DATA UNDER STUDY:

* * * * * * * * *

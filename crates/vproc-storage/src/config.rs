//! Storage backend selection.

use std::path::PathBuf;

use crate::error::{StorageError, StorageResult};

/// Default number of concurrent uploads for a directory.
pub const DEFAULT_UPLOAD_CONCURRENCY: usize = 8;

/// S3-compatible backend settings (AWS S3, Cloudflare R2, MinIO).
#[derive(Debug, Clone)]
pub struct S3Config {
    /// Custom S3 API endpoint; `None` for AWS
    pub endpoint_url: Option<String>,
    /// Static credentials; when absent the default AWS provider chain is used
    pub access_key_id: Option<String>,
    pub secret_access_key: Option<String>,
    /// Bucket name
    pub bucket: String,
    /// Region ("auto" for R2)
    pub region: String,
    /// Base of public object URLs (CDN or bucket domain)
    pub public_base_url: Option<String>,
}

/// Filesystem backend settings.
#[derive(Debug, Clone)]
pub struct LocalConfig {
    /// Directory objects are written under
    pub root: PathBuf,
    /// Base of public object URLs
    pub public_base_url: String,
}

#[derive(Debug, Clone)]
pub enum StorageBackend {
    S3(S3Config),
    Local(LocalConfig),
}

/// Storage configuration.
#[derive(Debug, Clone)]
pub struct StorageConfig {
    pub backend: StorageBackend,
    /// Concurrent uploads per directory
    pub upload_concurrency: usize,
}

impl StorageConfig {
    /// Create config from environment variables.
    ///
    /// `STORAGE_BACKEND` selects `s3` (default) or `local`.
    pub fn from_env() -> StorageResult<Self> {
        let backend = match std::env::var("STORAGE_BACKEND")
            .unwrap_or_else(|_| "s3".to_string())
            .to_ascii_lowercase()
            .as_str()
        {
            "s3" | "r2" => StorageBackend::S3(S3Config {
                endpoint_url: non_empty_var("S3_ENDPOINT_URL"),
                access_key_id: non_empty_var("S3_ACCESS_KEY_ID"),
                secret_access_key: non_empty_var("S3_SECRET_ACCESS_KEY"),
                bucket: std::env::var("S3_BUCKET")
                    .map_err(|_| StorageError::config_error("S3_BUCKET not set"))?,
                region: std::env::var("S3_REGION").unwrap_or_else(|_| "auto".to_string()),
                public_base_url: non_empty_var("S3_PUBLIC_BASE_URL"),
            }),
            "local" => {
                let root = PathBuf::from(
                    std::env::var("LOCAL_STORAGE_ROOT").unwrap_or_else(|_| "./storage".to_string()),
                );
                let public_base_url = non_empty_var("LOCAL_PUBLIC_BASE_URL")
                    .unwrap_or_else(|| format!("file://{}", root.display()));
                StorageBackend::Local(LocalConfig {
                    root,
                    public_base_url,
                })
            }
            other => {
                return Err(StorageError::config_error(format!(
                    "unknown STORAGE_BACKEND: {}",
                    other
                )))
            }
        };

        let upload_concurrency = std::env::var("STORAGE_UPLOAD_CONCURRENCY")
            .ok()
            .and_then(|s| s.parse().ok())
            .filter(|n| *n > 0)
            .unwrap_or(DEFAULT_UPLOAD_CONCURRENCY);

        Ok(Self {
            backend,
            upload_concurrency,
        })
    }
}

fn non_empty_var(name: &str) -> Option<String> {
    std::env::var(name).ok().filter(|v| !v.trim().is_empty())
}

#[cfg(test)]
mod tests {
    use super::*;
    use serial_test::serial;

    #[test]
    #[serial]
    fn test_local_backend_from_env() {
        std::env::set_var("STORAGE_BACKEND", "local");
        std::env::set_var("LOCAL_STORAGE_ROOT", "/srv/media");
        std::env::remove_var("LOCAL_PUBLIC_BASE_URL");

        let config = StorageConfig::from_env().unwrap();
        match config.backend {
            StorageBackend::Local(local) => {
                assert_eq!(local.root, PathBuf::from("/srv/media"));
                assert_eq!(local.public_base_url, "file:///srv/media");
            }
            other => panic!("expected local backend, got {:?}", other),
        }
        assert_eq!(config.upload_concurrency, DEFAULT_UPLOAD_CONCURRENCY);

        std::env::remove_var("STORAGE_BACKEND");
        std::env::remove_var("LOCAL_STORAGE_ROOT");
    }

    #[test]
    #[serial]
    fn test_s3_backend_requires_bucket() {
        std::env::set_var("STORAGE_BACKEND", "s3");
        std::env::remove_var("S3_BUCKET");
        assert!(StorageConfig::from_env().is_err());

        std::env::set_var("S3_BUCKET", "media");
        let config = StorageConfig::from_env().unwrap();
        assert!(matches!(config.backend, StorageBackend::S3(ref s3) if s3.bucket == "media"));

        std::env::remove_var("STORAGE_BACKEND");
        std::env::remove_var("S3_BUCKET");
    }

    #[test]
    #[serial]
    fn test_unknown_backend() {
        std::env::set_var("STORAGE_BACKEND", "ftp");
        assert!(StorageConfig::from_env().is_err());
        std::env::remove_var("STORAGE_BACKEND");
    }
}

* * * * * * * * *

TASK STATEMENT:
From the data above, output every line exactly.

FINISHED TASK:
filename crates/vproc-storage/src/config.rs
//! Storage backend selection.

use std::path::PathBuf;

use crate::error::{StorageError, StorageResult};

/// Default number of concurrent uploads for a directory.
pub const DEFAULT_UPLOAD_CONCURRENCY: usize = 8;

/// S3-compatible backend settings (AWS S3, Cloudflare R2, MinIO).
#[derive(Debug, Clone)]
pub struct S3Config {
    /// Custom S3 API endpoint; `None` for AWS
    pub endpoint_url: Option<String>,
    /// Static credentials; when absent the default AWS provider chain is used
    pub access_key_id: Option<String>,
    pub secret_access_key: Option<String>,
    /// Bucket name
    pub bucket: String,
    /// Region ("auto" for R2)
    pub region: String,
    /// Base of public object URLs (CDN or bucket domain)
    pub public_base_url: Option<String>,
}

/// Filesystem backend settings.
#[derive(Debug, Clone)]
pub struct LocalConfig {
    /// Directory objects are written under
    pub root: PathBuf,
    /// Base of public object URLs
    pub public_base_url: String,
}

#[derive(Debug, Clone)]
pub enum StorageBackend {
    S3(S3Config),
    Local(LocalConfig),
}

/// Storage configuration.
#[derive(Debug, Clone)]
pub struct StorageConfig {
    pub backend: StorageBackend,
    /// Concurrent uploads per directory
    pub upload_concurrency: usize,
}

impl StorageConfig {
    /// Create config from environment variables.
    ///
    /// `STORAGE_BACKEND` selects `s3` (default) or `local`.
    pub fn from_env() -> StorageResult<Self> {
        let backend = match std::env::var("STORAGE_BACKEND")
            .unwrap_or_else(|_| "s3".to_string())
            .to_ascii_lowercase()
            .as_str()
        {
            "s3" | "r2" => StorageBackend::S3(S3Config {
                endpoint_url: non_empty_var("S3_ENDPOINT_URL"),
                access_key_id: non_empty_var("S3_ACCESS_KEY_ID"),
                secret_access_key: non_empty_var("S3_SECRET_ACCESS_KEY"),
                bucket: std::env::var("S3_BUCKET")
                    .map_err(|_| StorageError::config_error("S3_BUCKET not set"))?,
                region: std::env::var("S3_REGION").unwrap_or_else(|_| "auto".to_string()),
                public_base_url: non_empty_var("S3_PUBLIC_BASE_URL"),
            }),
            "local" => {
                let root = PathBuf::from(
                    std::env::var("LOCAL_STORAGE_ROOT").unwrap_or_else(|_| "./storage".to_string()),
                );
                let public_base_url = non_empty_var("LOCAL_PUBLIC_BASE_URL")
                    .unwrap_or_else(|| format!("file://{}", root.display()));
                StorageBackend::Local(LocalConfig {
                    root,
                    public_base_url,
                })
            }
            other => {
                return Err(StorageError::config_error(format!(
                    "unknown STORAGE_BACKEND: {}",
                    other
                )))
            }
        };

        let upload_concurrency = std::env::var("STORAGE_UPLOAD_CONCURRENCY")
            .ok()
            .and_then(|s| s.parse().ok())
            .filter(|n| *n > 0)
            .unwrap_or(DEFAULT_UPLOAD_CONCURRENCY);

        Ok(Self {
            backend,
            upload_concurrency,
        })
    }
}

fn non_empty_var(name: &str) -> Option<String> {
    std::env::var(name).ok().filter(|v| !v.trim().is_empty())
}

#[cfg(test)]
mod tests {
    use super::*;
    use serial_test::serial;

    #[test]
    #[serial]
    fn test_local_backend_from_env() {
        std::env::set_var("STORAGE_BACKEND", "local");
        std::env::set_var("LOCAL_STORAGE_ROOT", "/srv/media");
        std::env::remove_var("LOCAL_PUBLIC_BASE_URL");

        let config = StorageConfig::from_env().unwrap();
        match config.backend {
            StorageBackend::Local(local) => {
                assert_eq!(local.root, PathBuf::from("/srv/media"));
                assert_eq!(local.public_base_url, "file:///srv/media");
            }
            other => panic!("expected local backend, got {:?}", other),
        }
        assert_eq!(config.upload_concurrency, DEFAULT_UPLOAD_CONCURRENCY);

        std::env::remove_var("STORAGE_BACKEND");
        std::env::remove_var("LOCAL_STORAGE_ROOT");
    }

    #[test]
    #[serial]
    fn test_s3_backend_requires_bucket() {
        std::env::set_var("STORAGE_BACKEND", "s3");
        std::env::remove_var("S3_BUCKET");
        assert!(StorageConfig::from_env().is_err());

        std::env::set_var("S3_BUCKET", "media");
        let config = StorageConfig::from_env().unwrap();
        assert!(matches!(config.backend, StorageBackend::S3(ref s3) if s3.bucket == "media"));

        std::env::remove_var("STORAGE_BACKEND");
        std::env::remove_var("S3_BUCKET");
    }

    #[test]
    #[serial]
    fn test_unknown_backend() {
        std::env::set_var("STORAGE_BACKEND", "ftp");
        assert!(StorageConfig::from_env().is_err());
        std::env::remove_var("STORAGE_BACKEND");
    }
}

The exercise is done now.